On 17:58 6 Mar 2023, Jim H said:
> On Mon, 6 Mar 2023 08:06:38 -0800 (PST), in
> <
b1d86859-4be4-437d...@googlegroups.com>,
> "
gnuarm.del...@gmail.com" <
gnuarm.del...@gmail.com> wrote:
>
>>On Monday, March 6, 2023 at 10:18:35?AM UTC-5,
len.s...@gmail.com
>>wrote:
>>> On Sunday, March 5, 2023 at 11:12:33?PM UTC-8,
>>>
gnuarm.del...@gmail.com wrote:
>>> > On Sunday, March 5, 2023 at 12:35:17?PM UTC-5,
len.s...@gmail.com
>>> > wrote:
>>> > > Editing a mailbox outside of Eudora generally not a good idea.
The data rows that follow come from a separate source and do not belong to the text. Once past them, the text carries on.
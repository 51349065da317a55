//! libSQL backend: `KeyValueStore` over a `settings` table.
//!
//! Values are stored as tagged JSON so a date comes back as a date and a
//! flag as a flag. Supports local file and in-memory databases.

use std::path::Path;
use std::sync::Arc;

use async_trait::async_trait;
use chrono::Utc;
use libsql::{Connection, Database as LibSqlDatabase, params};
use tracing::{debug, info};

use crate::error::StoreError;
use crate::store::migrations;
use crate::store::traits::{KeyValueStore, StoredValue};

/// Default owner for settings rows (single-user app).
const DEFAULT_USER: &str = "default";

/// libSQL-backed settings store.
///
/// `libsql::Connection` is `Send + Sync` and safe for concurrent async use.
pub struct LibSqlStore {
    #[allow(dead_code)]
    db: Arc<LibSqlDatabase>,
    conn: Connection,
}

impl LibSqlStore {
    /// Open (or create) a local database file and run migrations.
    pub async fn new_local(path: &Path) -> Result<Self, StoreError> {
        if let Some(parent) = path.parent() {
            std::fs::create_dir_all(parent).map_err(|e| {
                StoreError::Pool(format!("Failed to create database directory: {e}"))
            })?;
        }

        let db = libsql::Builder::new_local(path)
            .build()
            .await
            .map_err(|e| StoreError::Pool(format!("Failed to open libSQL database: {e}")))?;

        let store = Self::from_database(db).await?;
        info!(path = %path.display(), "Settings database opened");
        Ok(store)
    }

    /// Create an in-memory database (for tests).
    pub async fn new_memory() -> Result<Self, StoreError> {
        let db = libsql::Builder::new_local(":memory:")
            .build()
            .await
            .map_err(|e| StoreError::Pool(format!("Failed to create in-memory database: {e}")))?;

        Self::from_database(db).await
    }

    async fn from_database(db: LibSqlDatabase) -> Result<Self, StoreError> {
        let conn = db
            .connect()
            .map_err(|e| StoreError::Pool(format!("Failed to create connection: {e}")))?;

        migrations::run_migrations(&conn).await?;

        Ok(Self {
            db: Arc::new(db),
            conn,
        })
    }
}

#[async_trait]
impl KeyValueStore for LibSqlStore {
    async fn get(&self, key: &str) -> Result<Option<StoredValue>, StoreError> {
        let mut rows = self
            .conn
            .query(
                "SELECT value FROM settings WHERE user_id = ?1 AND key = ?2",
                params![DEFAULT_USER, key],
            )
            .await
            .map_err(|e| StoreError::Query(format!("get: {e}")))?;

        match rows.next().await {
            Ok(Some(row)) => {
                let value_str: String = row
                    .get(0)
                    .map_err(|e| StoreError::Query(format!("get: {e}")))?;
                let value: StoredValue = serde_json::from_str(&value_str)
                    .map_err(|e| StoreError::Serialization(format!("{key}: {e}")))?;
                Ok(Some(value))
            }
            Ok(None) => Ok(None),
            Err(e) => Err(StoreError::Query(format!("get: {e}"))),
        }
    }

    async fn set(&self, key: &str, value: StoredValue) -> Result<(), StoreError> {
        let now = Utc::now().to_rfc3339();
        let value_str =
            serde_json::to_string(&value).map_err(|e| StoreError::Serialization(e.to_string()))?;

        self.conn
            .execute(
                "INSERT INTO settings (user_id, key, value, updated_at) VALUES (?1, ?2, ?3, ?4)
                 ON CONFLICT (user_id, key) DO UPDATE SET value = ?3, updated_at = ?4",
                params![DEFAULT_USER, key, value_str, now],
            )
            .await
            .map_err(|e| StoreError::Query(format!("set: {e}")))?;

        debug!(key, "Setting stored");
        Ok(())
    }
}

#[cfg(test)]
mod tests {
    use super::*;
    use chrono::NaiveDate;

    #[tokio::test]
    async fn set_then_get_preserves_type() {
        let store = LibSqlStore::new_memory().await.unwrap();
        let birth = NaiveDate::from_ymd_opt(1992, 7, 30).unwrap();

        store
            .set("profile.birth_date", StoredValue::Date(birth))
            .await
            .unwrap();
        store
            .set("onboarding.completed", StoredValue::Flag(true))
            .await
            .unwrap();

        assert_eq!(
            store.get("profile.birth_date").await.unwrap(),
            Some(StoredValue::Date(birth))
        );
        assert_eq!(
            store.get("onboarding.completed").await.unwrap(),
            Some(StoredValue::Flag(true))
        );
        assert!(store.get("nope").await.unwrap().is_none());
    }

    #[tokio::test]
    async fn set_upserts() {
        let store = LibSqlStore::new_memory().await.unwrap();
        store.set("k", StoredValue::Text("a".into())).await.unwrap();
        store.set("k", StoredValue::Text("b".into())).await.unwrap();
        assert_eq!(
            store.get("k").await.unwrap(),
            Some(StoredValue::Text("b".into()))
        );
    }

    #[tokio::test]
    async fn file_database_survives_reopen() {
        let dir = tempfile::tempdir().unwrap();
        let path = dir.path().join("nested").join("settings.db");

        {
            let store = LibSqlStore::new_local(&path).await.unwrap();
            store
                .set("onboarding.completed", StoredValue::Flag(true))
                .await
                .unwrap();
        }

        let reopened = LibSqlStore::new_local(&path).await.unwrap();
        assert_eq!(
            reopened.get("onboarding.completed").await.unwrap(),
            Some(StoredValue::Flag(true))
        );
    }
}
//! Onboarding profile and the settings keys it is stored under.

use serde::{Deserialize, Serialize};

use crate::error::StoreError;
use crate::store::{KeyValueStore, StoredValue};

/// Step ids and option values of the onboarding quiz.
pub mod keys {
    pub const WELCOME: &str = "welcome";
    pub const NAME: &str = "name";
    pub const DREAM_RECALL: &str = "dream_recall";
    pub const DREAM_GOAL: &str = "dream_goal";
    pub const SLEEP_CONCERN: &str = "sleep_concern";
    /// The reminders step; its answer is the permission result.
    pub const NOTIFICATIONS: &str = "notifications";
    pub const READY: &str = "ready";
}

/// Settings keys used for onboarding persistence.
pub mod settings_keys {
    pub const NAME: &str = "onboarding.name";
    pub const DREAM_RECALL: &str = "onboarding.dream_recall";
    pub const DREAM_GOAL: &str = "onboarding.dream_goal";
    pub const SLEEP_CONCERN: &str = "onboarding.sleep_concern";
    pub const NOTIFICATIONS_GRANTED: &str = "onboarding.notifications_granted";
    /// Set once the quiz has been finished; gates the next launch.
    pub const COMPLETED: &str = "onboarding.completed";
}

/// What onboarding learned about the user. Handed to the paywall.
#[derive(Debug, Clone, Default, PartialEq, Eq, Serialize, Deserialize)]
pub struct OnboardingProfile {
    pub name: String,
    pub dream_recall: String,
    pub dream_goal: String,
    pub sleep_concern: String,
    pub notifications_granted: bool,
    pub completed: bool,
}

impl OnboardingProfile {
    /// Restore a completed profile. `None` until onboarding has finished.
    ///
    /// Meant for flow start; a running flow never re-reads the store.
    pub async fn load(store: &dyn KeyValueStore) -> Result<Option<Self>, StoreError> {
        let completed = flag(store, settings_keys::COMPLETED).await?;
        if !completed {
            return Ok(None);
        }

        Ok(Some(Self {
            name: text(store, settings_keys::NAME).await?,
            dream_recall: text(store, settings_keys::DREAM_RECALL).await?,
            dream_goal: text(store, settings_keys::DREAM_GOAL).await?,
            sleep_concern: text(store, settings_keys::SLEEP_CONCERN).await?,
            notifications_granted: flag(store, settings_keys::NOTIFICATIONS_GRANTED).await?,
            completed,
        }))
    }
}

async fn flag(store: &dyn KeyValueStore, key: &str) -> Result<bool, StoreError> {
    Ok(store
        .get(key)
        .await?
        .and_then(|v| v.as_flag())
        .unwrap_or(false))
}

async fn text(store: &dyn KeyValueStore, key: &str) -> Result<String, StoreError> {
    Ok(store
        .get(key)
        .await?
        .as_ref()
        .and_then(StoredValue::as_text)
        .map(str::to_string)
        .unwrap_or_default())
}

#[cfg(test)]
mod tests {
    use super::*;
    use crate::store::MemoryStore;

    #[tokio::test]
    async fn load_returns_none_before_completion() {
        let store = MemoryStore::new();
        store
            .set(settings_keys::NAME, StoredValue::Text("Ada".into()))
            .await
            .unwrap();
        assert!(OnboardingProfile::load(&store).await.unwrap().is_none());
    }

    #[tokio::test]
    async fn load_restores_completed_profile() {
        let store = MemoryStore::new();
        for (key, value) in [
            (settings_keys::NAME, "Ada"),
            (settings_keys::DREAM_RECALL, "often"),
            (settings_keys::DREAM_GOAL, "lucid"),
            (settings_keys::SLEEP_CONCERN, "nightmares"),
        ] {
            store.set(key, StoredValue::Text(value.into())).await.unwrap();
        }
        store
            .set(settings_keys::COMPLETED, StoredValue::Flag(true))
            .await
            .unwrap();

        let profile = OnboardingProfile::load(&store).await.unwrap().unwrap();
        assert_eq!(profile.name, "Ada");
        assert_eq!(profile.dream_goal, "lucid");
        assert!(profile.completed);
        assert!(!profile.notifications_granted, "missing flag reads as false");
    }

    #[test]
    fn profile_serializes_with_snake_case_fields() {
        let profile = OnboardingProfile {
            name: "Dreamer".into(),
            notifications_granted: true,
            ..Default::default()
        };
        let json = serde_json::to_value(&profile).unwrap();
        assert_eq!(json["name"], "Dreamer");
        assert_eq!(json["notifications_granted"], true);
    }
}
>>> > > If the size changes at all, it will make the corresponding
>>> > > table-of-contents (.toc) file invalid. That's where Eudora
>>> > > stores all sorts of status flags about the messages in the
>>> > > mailbox.
>>> > My understanding is that the .toc file can be regenerated by
>>> > Eudora. No?
>>> Yes, but then you lose the saved information about all messages in
>>> the mailbox: their status (whether they have been read, forwarded,
>>> replied to, sent, or queued), the labels that were applied to them,
>>> etc. If you don't care about that, then having Eudora regenerate
>>> the .toc file works ok.
>>
>>I don't believe that is true. I've done this many times and not lost
>>such information. In fact, deleting the .toc file is a recommended
>>way to recover a munged mailbox. I've done this a number of times in
>>the 20+ years I've been using Eudora. I think I would have noticed
>>the loss of such information.
>
>
> If you never noticed the loss of any information, then you never had
> the sort of information that will be lost. If you have nothing but
> received messages, all read, none forwarded, none replied to, no
> embedded images, no labels, maybe more, then and only then can you
> delete the toc and regenerate it without losing anything.
>
> It's simply not a good idea to delete the toc for a mailbox
> containing many messages just because you need to edit one of them.
> If you must edit a message outside Eudora, minimize potential loss by
> moving it to an empty mailbox, edit it there, then move it back where
> you want it. Always close Eudora whole editing. Yes, you can probably
> get away with not closing Eudora to edit one message in an otherwise
> empty mailbox, but it's a bad habit to get into.
I think I'll play it safe and not edit the message with Eudora closed,
although it's useful to know from "Gnuarm" that it's possible.